§ AIM OF THE TASK: Find the word "ErrorInfo" in the data. Return every line where it appears.

§ DATA RECORDS:
————

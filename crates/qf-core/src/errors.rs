//! Errors raised while enumerating, evaluating and writing quadratic fields.
//!
//! Every variant wraps the same [`ErrorInfo`] payload. Callers match on the
//! variant for the failure family and on [`ErrorInfo::code`] for the exact
//! cause; batch drivers add `batch` and `d` context as errors travel up.

use std::collections::BTreeMap;
use std::fmt;

use serde::{Deserialize, Serialize};
use thiserror::Error;

/// Code, message and context of a [`QfError`].
#[derive(Debug, Clone, PartialEq, Eq, Serialize, Deserialize)]
pub struct ErrorInfo {
    /// Kebab-case cause, e.g. `field-index-square` or `batch-write`.
    pub code: String,
    /// What went wrong, without the context entries.
    pub message: String,
    /// Where it went wrong: field index `d`, batch label, file path.
    #[serde(default)]
    pub context: BTreeMap<String, String>,
    /// Suggested fix, usually naming a CLI flag or parameter key.
    #[serde(skip_serializing_if = "Option::is_none")]
    pub hint: Option<String>,
}

impl ErrorInfo {
    /// Payload without context or hint.
    pub fn new(code: impl Into<String>, message: impl Into<String>) -> Self {
        Self {
            code: code.into(),
            message: message.into(),
            context: BTreeMap::new(),
            hint: None,
        }
    }

    /// Records `key=value`, replacing an earlier value for the same key.
    pub fn with_context(mut self, key: impl Into<String>, value: impl Into<String>) -> Self {
        self.context.insert(key.into(), value.into());
        self
    }

    /// Attaches a suggested fix.
    pub fn with_hint(mut self, hint: impl Into<String>) -> Self {
        self.hint = Some(hint.into());
        self
    }
}

impl fmt::Display for ErrorInfo {
    fn fmt(&self, f: &mut fmt::Formatter<'_>) -> fmt::Result {
        write!(f, "[{}] {}", self.code, self.message)?;
        let mut entries = self.context.iter();
        if let Some((key, value)) = entries.next() {
            write!(f, " ({key}={value}")?;
            for (key, value) in entries {
                write!(f, ", {key}={value}")?;
            }
            f.write_str(")")?;
        }
        match &self.hint {
            Some(hint) => write!(f, "; hint: {hint}"),
            None => Ok(()),
        }
    }
}

/// Failure families of the field survey.
#[derive(Debug, Clone, PartialEq, Eq, Serialize, Deserialize, Error)]
#[serde(tag = "family", content = "detail")]
pub enum QfError {
    /// Field index or integer range outside what can be enumerated.
    #[error("range: {0}")]
    Range(ErrorInfo),
    /// Invariant computation failed or panicked for some `d`.
    #[error("oracle: {0}")]
    Oracle(ErrorInfo),
    /// Batch files, failure files or run reports could not be read or written.
    #[error("io: {0}")]
    Io(ErrorInfo),
    /// Run parameters or oracle settings rejected before any work starts.
    #[error("config: {0}")]
    Config(ErrorInfo),
    /// Rows, reports or parameter files that do not decode, or a run
    /// directory that fails verification.
    #[error("serde: {0}")]
    Serde(ErrorInfo),
}

impl QfError {
    /// Payload shared by every family.
    pub fn info(&self) -> &ErrorInfo {
        match self {
            QfError::Range(info)
            | QfError::Oracle(info)
            | QfError::Io(info)
            | QfError::Config(info)
            | QfError::Serde(info) => info,
        }
    }

    fn info_mut(&mut self) -> &mut ErrorInfo {
        match self {
            QfError::Range(info)
            | QfError::Oracle(info)
            | QfError::Io(info)
            | QfError::Config(info)
            | QfError::Serde(info) => info,
        }
    }

    /// Same family and code with one more context entry.
    pub fn with_context(mut self, key: impl Into<String>, value: impl Into<String>) -> Self {
        self.info_mut().context.insert(key.into(), value.into());
        self
    }
}
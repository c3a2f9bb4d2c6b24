use std::error::Error;
use std::path::PathBuf;

use clap::Args;
use qf_batch::verify_run;

#[derive(Args, Debug)]
pub struct VerifyArgs {
    /// Output directory holding `run_report.json` and the batch files.
    #[arg(long)]
    pub dir: PathBuf,
}

pub fn run(args: &VerifyArgs) -> Result<(), Box<dyn Error>> {
    let summary = verify_run(&args.dir)?;
    println!(
        "verified {} batches: {} records, {} failures",
        summary.batches, summary.records, summary.failures
    );
    Ok(())
}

————

§ WRITTEN ANSWER:
//! Every variant wraps the same [`ErrorInfo`] payload. Callers match on the
//! variant for the failure family and on [`ErrorInfo::code`] for the exact
pub struct ErrorInfo {
impl ErrorInfo {
impl fmt::Display for ErrorInfo {
    Range(ErrorInfo),
    Oracle(ErrorInfo),
    Io(ErrorInfo),
    Config(ErrorInfo),
    Serde(ErrorInfo),
    pub fn info(&self) -> &ErrorInfo {
    fn info_mut(&mut self) -> &mut ErrorInfo {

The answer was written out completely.